Having CKD-MBD can also lead to heart and blood vessel problems. Those who have these complications can have a poorer quality of life, may spend more time admitted in the hospital, have a higher risk of fractures and can even die.

Too much phosphorus in the blood makes calcium come out of the bones, causing them to weaken.


CKD-MBD usually does not present with any symptoms until a bone is broken, just like in osteoporosis. A bone mineral density can help detect that the bones are weakening, but this test does not tell us what caused the bones to weaken. Blood tests are needed to check on kidney function, as well as levels of phosphorus, calcium, vitamin D and PTH. These tests are abnormal in CKD and usually normal in osteoporosis.
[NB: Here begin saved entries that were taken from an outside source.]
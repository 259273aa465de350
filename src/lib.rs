//! # spout
//!
//! Async client for the Spout content-analysis API.
//!
//! The service exposes three operations, all `POST` with JSON bodies and bearer
//! authentication:
//!
//! | Operation | Path | Success |
//! |-----------|------|---------|
//! | [`SpoutClient::summarize`] | `/v1/summarize` | `200` + [`SummaryResponse`] |
//! | [`SpoutClient::query`] | `/v1/query` | `200` + [`ArticleQueryResponse`] |
//! | [`SpoutClient::feedback`] | `/v1/feedback` | `204` |
//!
//! Each call is a single attempt bounded by the client timeout (10 seconds by
//! default). Failures are reported through [`Error`], tagged with the
//! [`Operation`] that failed; nothing is retried.
//!
//! ## Quick Start
//!
//! ```rust,no_run
//! use spout::{ArticleQueryRequest, FeedbackRequest, SpoutClient};
//!
//! #[tokio::main]
//! async fn main() -> spout::Result<()> {
//!     let client = SpoutClient::new("https://api.spout.example", "your-api-key");
//!
//!     let resp = client.query(&ArticleQueryRequest::new("rust async runtimes")).await?;
//!     for article in &resp.articles {
//!         println!("{:.2} {}", article.confidence, article.article_title);
//!     }
//!
//!     client.feedback(&FeedbackRequest::helpful(resp.query_id)).await?;
//!     Ok(())
//! }
//! ```

pub mod client;
pub mod transport;
pub mod types;

pub use client::{Operation, SpoutApi, SpoutClient, SpoutClientBuilder, DEFAULT_TIMEOUT};
pub use types::{
    ArticleQueryRequest, ArticleQueryResponse, ArticleResult, ChatLog, FeedbackRequest,
    SummaryRequest, SummaryResponse,
};

/// Result type alias for the library
pub type Result<T> = std::result::Result<T, Error>;

/// Error type for the library
pub mod error;
pub use error::Error;
use serde::de::{Deserializer, MapAccess, Visitor};
use serde::Deserialize;
use serde_json::Value;
use std::collections::HashMap;
use std::fmt;
use std::path::Path;

use super::model::{Rule, RuleDefinition};
use super::pattern::PatternOptions;
use crate::error::{PatternCompileError, RuleError};

/// エンベロープ形式で `skills` と並んで許可されるキー
const ENVELOPE_KEYS: &[&str] = &["version", "description", "$schema"];

/// ルールストア - 宣言順を保持する不変のルール集合
///
/// 起動時に一度だけ読み込み、以後は `Arc` で共有して読み取りのみ行う。
#[derive(Debug, Default)]
pub struct RuleStore {
    /// 宣言順
    rules: Vec<Rule>,
    /// 名前 -> `rules` のインデックス
    index: HashMap<String, usize>,
}

impl RuleStore {
    /// JSON文字列からルールを読み込み
    pub fn parse(source: &str) -> Result<Self, RuleError> {
        Self::parse_with_options(source, &PatternOptions::default())
    }

    /// パターン設定を指定してJSON文字列から読み込み
    ///
    /// スキル名をキーとするオブジェクト、または
    /// `{"version": ..., "skills": {...}}` 形式のどちらも受け付ける。
    pub fn parse_with_options(source: &str, options: &PatternOptions) -> Result<Self, RuleError> {
        let top: OrderedEntries = serde_json::from_str(source)
            .map_err(|e| RuleError::malformed(e.to_string()))?;

        let entries = if is_envelope(&top) {
            let envelope: Envelope = serde_json::from_str(source)
                .map_err(|e| RuleError::malformed(e.to_string()))?;
            envelope.skills
        } else {
            top
        };

        let mut store = Self::default();
        for (name, value) in entries.0 {
            store.insert_entry(&name, value, options)?;
        }

        tracing::debug!("Parsed {} rules", store.len());
        Ok(store)
    }

    /// ルールファイルを読み込み
    pub fn load_from_file(path: &Path, options: &PatternOptions) -> Result<Self, RuleError> {
        let content = std::fs::read_to_string(path).map_err(|source| RuleError::Io {
            path: path.to_path_buf(),
            source,
        })?;
        let store = Self::parse_with_options(&content, options)?;
        tracing::info!("Loaded {} rules from {}", store.len(), path.display());
        Ok(store)
    }

    /// 別のストアを後ろに連結（同名ルールは重複エラー）
    pub fn merge(mut self, other: RuleStore) -> Result<Self, RuleError> {
        for rule in other.rules {
            self.push(rule)?;
        }
        Ok(self)
    }

    fn insert_entry(
        &mut self,
        name: &str,
        value: Value,
        options: &PatternOptions,
    ) -> Result<(), RuleError> {
        if name.trim().is_empty() {
            return Err(RuleError::malformed("rule name must not be empty"));
        }
        if !is_valid_rule_name(name) {
            return Err(RuleError::malformed_rule(
                name,
                "rule name must not contain quotes, angle brackets, '&' or control characters",
            ));
        }
        if self.index.contains_key(name) {
            return Err(RuleError::Duplicate { name: name.to_string() });
        }
        if !value.is_object() {
            return Err(RuleError::malformed_rule(name, "rule definition must be an object"));
        }

        let def: RuleDefinition = serde_json::from_value(value)
            .map_err(|e| RuleError::malformed_rule(name, e.to_string()))?;

        if def.prompt_triggers.is_none() && def.file_triggers.is_none() {
            return Err(RuleError::malformed_rule(
                name,
                "rule defines neither promptTriggers nor fileTriggers",
            ));
        }

        let rule = Rule::compile(name, def, options);
        if rule.is_inert() {
            tracing::warn!("Rule '{}' has no usable triggers and will never match", name);
        }
        self.push(rule)
    }

    fn push(&mut self, rule: Rule) -> Result<(), RuleError> {
        if self.index.contains_key(&rule.name) {
            return Err(RuleError::Duplicate { name: rule.name });
        }
        self.index.insert(rule.name.clone(), self.rules.len());
        self.rules.push(rule);
        Ok(())
    }

    /// 名前でルールを取得
    pub fn get(&self, name: &str) -> Option<&Rule> {
        self.index.get(name).map(|&i| &self.rules[i])
    }

    /// 宣言順にルールを列挙
    pub fn iter(&self) -> impl Iterator<Item = &Rule> {
        self.rules.iter()
    }

    /// ルール名一覧（宣言順）
    pub fn names(&self) -> Vec<&str> {
        self.rules.iter().map(|r| r.name.as_str()).collect()
    }

    /// 全ルールのパターンコンパイルエラー
    pub fn pattern_errors(&self) -> Vec<PatternCompileError> {
        self.rules
            .iter()
            .flat_map(|r| r.pattern_errors().iter().cloned())
            .collect()
    }

    pub fn len(&self) -> usize {
        self.rules.len()
    }

    pub fn is_empty(&self) -> bool {
        self.rules.is_empty()
    }
}

/// エンベロープ形式の判定
///
/// `skills` という名前のルールも正当なので、`skills` の値がルール定義
/// （`enforcement` を持つ）ではなく、中身がすべてオブジェクトの場合のみ
/// エンベロープとみなす。他のキーはメタデータ（オブジェクト以外）に限る。
fn is_envelope(top: &OrderedEntries) -> bool {
    let skills_is_map = top.0.iter().any(|(key, value)| {
        key == "skills"
            && value.as_object().is_some_and(|inner| {
                !inner.contains_key("enforcement") && inner.values().all(Value::is_object)
            })
    });
    skills_is_map
        && top.0.iter().all(|(key, value)| {
            key == "skills" || (ENVELOPE_KEYS.contains(&key.as_str()) && !value.is_object())
        })
}

/// `<skill name="...">` 区切りを壊す文字を含まないこと
fn is_valid_rule_name(name: &str) -> bool {
    !name.trim().is_empty()
        && !name
            .chars()
            .any(|c| matches!(c, '"' | '<' | '>' | '&') || c.is_control())
}

#[derive(Deserialize)]
struct Envelope {
    skills: OrderedEntries,
}

/// 宣言順と重複キーを保持したままJSONオブジェクトを読む
///
/// `serde_json::Map` は重複キーを後勝ちで潰してしまうため使わない。
struct OrderedEntries(Vec<(String, Value)>);

impl<'de> Deserialize<'de> for OrderedEntries {
    fn deserialize<D>(deserializer: D) -> Result<Self, D::Error>
    where
        D: Deserializer<'de>,
    {
        struct EntriesVisitor;

        impl<'de> Visitor<'de> for EntriesVisitor {
            type Value = OrderedEntries;

            fn expecting(&self, f: &mut fmt::Formatter) -> fmt::Result {
                f.write_str("an object keyed by skill name")
            }

            fn visit_map<A>(self, mut map: A) -> Result<Self::Value, A::Error>
            where
                A: MapAccess<'de>,
            {
                let mut entries = Vec::with_capacity(map.size_hint().unwrap_or(0));
                while let Some((key, value)) = map.next_entry::<String, Value>()? {
                    entries.push((key, value));
                }
                Ok(OrderedEntries(entries))
            }
        }

        deserializer.deserialize_map(EntriesVisitor)
    }
}

#[cfg(test)]
mod tests {
    use super::*;
    use crate::rules::{Enforcement, Priority, RuleKind};
    use serde_json::json;

    fn sample() -> String {
        json!({
            "backend-dev": {
                "type": "domain",
                "enforcement": "suggest",
                "priority": "high",
                "description": "Backend guidelines",
                "promptTriggers": {
                    "keywords": ["controller", "endpoint"],
                    "intentPatterns": ["(create|add).*route"]
                },
                "fileTriggers": {
                    "pathPatterns": ["backend/src/**/*.ts"],
                    "pathExclusions": ["**/*.test.ts"]
                }
            },
            "db-guard": {
                "type": "guardrail",
                "enforcement": "block",
                "priority": "critical",
                "promptTriggers": { "keywords": ["DROP TABLE"] }
            }
        })
        .to_string()
    }

    #[test]
    fn test_parse_flat_rules() {
        let store = RuleStore::parse(&sample()).unwrap();
        assert_eq!(store.len(), 2);
        assert_eq!(store.names(), vec!["backend-dev", "db-guard"]);

        let guard = store.get("db-guard").unwrap();
        assert_eq!(guard.kind, RuleKind::Guardrail);
        assert_eq!(guard.enforcement, Enforcement::Block);
        assert_eq!(guard.priority, Priority::Critical);

        let backend = store.get("backend-dev").unwrap();
        assert_eq!(backend.description.as_deref(), Some("Backend guidelines"));
        assert_eq!(backend.keyword_count(), 2);
        assert_eq!(backend.path_pattern_count(), 1);
    }

    #[test]
    fn test_declaration_order_is_preserved() {
        let source = r#"{
            "zeta": {"enforcement": "suggest", "priority": "low", "promptTriggers": {"keywords": ["z"]}},
            "alpha": {"enforcement": "suggest", "priority": "low", "promptTriggers": {"keywords": ["a"]}},
            "mid": {"enforcement": "suggest", "priority": "low", "promptTriggers": {"keywords": ["m"]}}
        }"#;
        let store = RuleStore::parse(source).unwrap();
        assert_eq!(store.names(), vec!["zeta", "alpha", "mid"]);
    }

    #[test]
    fn test_parse_envelope() {
        let source = format!(r#"{{"version": "1.0", "description": "rules", "skills": {}}}"#, sample());
        let store = RuleStore::parse(&source).unwrap();
        assert_eq!(store.names(), vec!["backend-dev", "db-guard"]);
    }

    #[test]
    fn test_rule_named_skills_is_not_an_envelope() {
        let source = r#"{"skills": {"type": "domain", "enforcement": "suggest", "priority": "low",
            "promptTriggers": {"keywords": ["x"]}}}"#;
        let store = RuleStore::parse(source).unwrap();
        assert_eq!(store.names(), vec!["skills"]);
        assert_eq!(store.get("skills").unwrap().priority, Priority::Low);
    }

    #[test]
    fn test_flat_rules_named_like_envelope_keys() {
        let source = r#"{
            "version": {"enforcement": "warn", "priority": "high", "promptTriggers": {"keywords": ["bump"]}},
            "skills": {"enforcement": "suggest", "priority": "low", "promptTriggers": {"keywords": ["x"]}}
        }"#;
        let store = RuleStore::parse(source).unwrap();
        assert_eq!(store.names(), vec!["version", "skills"]);
    }

    #[test]
    fn test_empty_envelope() {
        let store = RuleStore::parse(r#"{"version": "1.0", "skills": {}}"#).unwrap();
        assert!(store.is_empty());
    }

    #[test]
    fn test_rule_name_breaking_section_delimiter_is_rejected() {
        for name in ["bad\"name", "a>b", "<x", "a&b"] {
            let source = json!({
                name: {"enforcement": "suggest", "priority": "low", "promptTriggers": {"keywords": ["x"]}}
            })
            .to_string();
            match RuleStore::parse(&source) {
                Err(RuleError::MalformedRule { name: rejected, .. }) => assert_eq!(rejected, name),
                other => panic!("unexpected result for {:?}: {:?}", name, other),
            }
        }
    }

    #[test]
    fn test_duplicate_key_is_rejected() {
        let source = r#"{
            "dup": {"enforcement": "suggest", "priority": "low", "promptTriggers": {"keywords": ["a"]}},
            "dup": {"enforcement": "warn", "priority": "high", "promptTriggers": {"keywords": ["b"]}}
        }"#;
        let err = RuleStore::parse(source).unwrap_err();
        assert!(err.is_duplicate());
    }

    #[test]
    fn test_malformed_sources() {
        assert!(matches!(RuleStore::parse("not json"), Err(RuleError::Malformed { .. })));
        assert!(matches!(RuleStore::parse("[1, 2]"), Err(RuleError::Malformed { .. })));
        assert!(matches!(
            RuleStore::parse(r#"{"x": 42}"#),
            Err(RuleError::MalformedRule { .. })
        ));
    }

    #[test]
    fn test_unknown_priority_is_rejected() {
        let source = r#"{"x": {"enforcement": "suggest", "priority": "urgent", "promptTriggers": {"keywords": ["a"]}}}"#;
        match RuleStore::parse(source) {
            Err(RuleError::MalformedRule { name, .. }) => assert_eq!(name, "x"),
            other => panic!("unexpected result: {:?}", other),
        }
    }

    #[test]
    fn test_rule_without_triggers_is_rejected() {
        let source = r#"{"x": {"type": "domain", "enforcement": "suggest", "priority": "low"}}"#;
        let err = RuleStore::parse(source).unwrap_err();
        assert!(err.to_string().contains("neither promptTriggers nor fileTriggers"));
    }

    #[test]
    fn test_bad_pattern_does_not_fail_load() {
        let source = r#"{"x": {"enforcement": "suggest", "priority": "low",
            "promptTriggers": {"keywords": ["a"], "intentPatterns": ["(oops"]}}}"#;
        let store = RuleStore::parse(source).unwrap();
        assert_eq!(store.pattern_errors().len(), 1);
    }

    #[test]
    fn test_merge_detects_duplicates() {
        let user = RuleStore::parse(&sample()).unwrap();
        let project = RuleStore::parse(
            r#"{"frontend": {"enforcement": "suggest", "priority": "medium", "promptTriggers": {"keywords": ["react"]}}}"#,
        )
        .unwrap();
        let merged = user.merge(project).unwrap();
        assert_eq!(merged.names(), vec!["backend-dev", "db-guard", "frontend"]);

        let again = RuleStore::parse(&sample()).unwrap();
        let err = merged.merge(again).unwrap_err();
        assert!(err.is_duplicate());
    }

    #[test]
    fn test_load_from_file() {
        let dir = tempfile::tempdir().unwrap();
        let path = dir.path().join("skill-rules.json");
        std::fs::write(&path, sample()).unwrap();

        let store = RuleStore::load_from_file(&path, &PatternOptions::default()).unwrap();
        assert_eq!(store.len(), 2);

        let missing = RuleStore::load_from_file(&dir.path().join("nope.json"), &PatternOptions::default());
        assert!(matches!(missing, Err(RuleError::Io { .. })));
    }
}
How can CKD-MBD be avoided? One way is to avoid damaging the kidneys in the first place. Get regular check-ups, eat a healthy diet, maintain the proper weight, exercise and avoid smoking and do not drink alcohol in excess. Controlling  conditions like high blood pressure and diabetes also help.

If you already have CKD, MBD can no longer be prevented but you can slow it down. Consult your doctor to discuss changes in your diet and take prescribed medicines as ordered. Do not take any supplements or pain medications, even the over-the-counter medications, without discussing this with your doctor.

If your nephrologist recommends that you need dialysis, do not delay this and make sure you complete your treatments as prescribed. A kidney transplant may also be recommended or surgery to remove some of the parathyroid glands that make PTH.  Also take precautions not to fall and install grab bars and anti-slip mats in high risk areas, such as in the shower and by the toilet.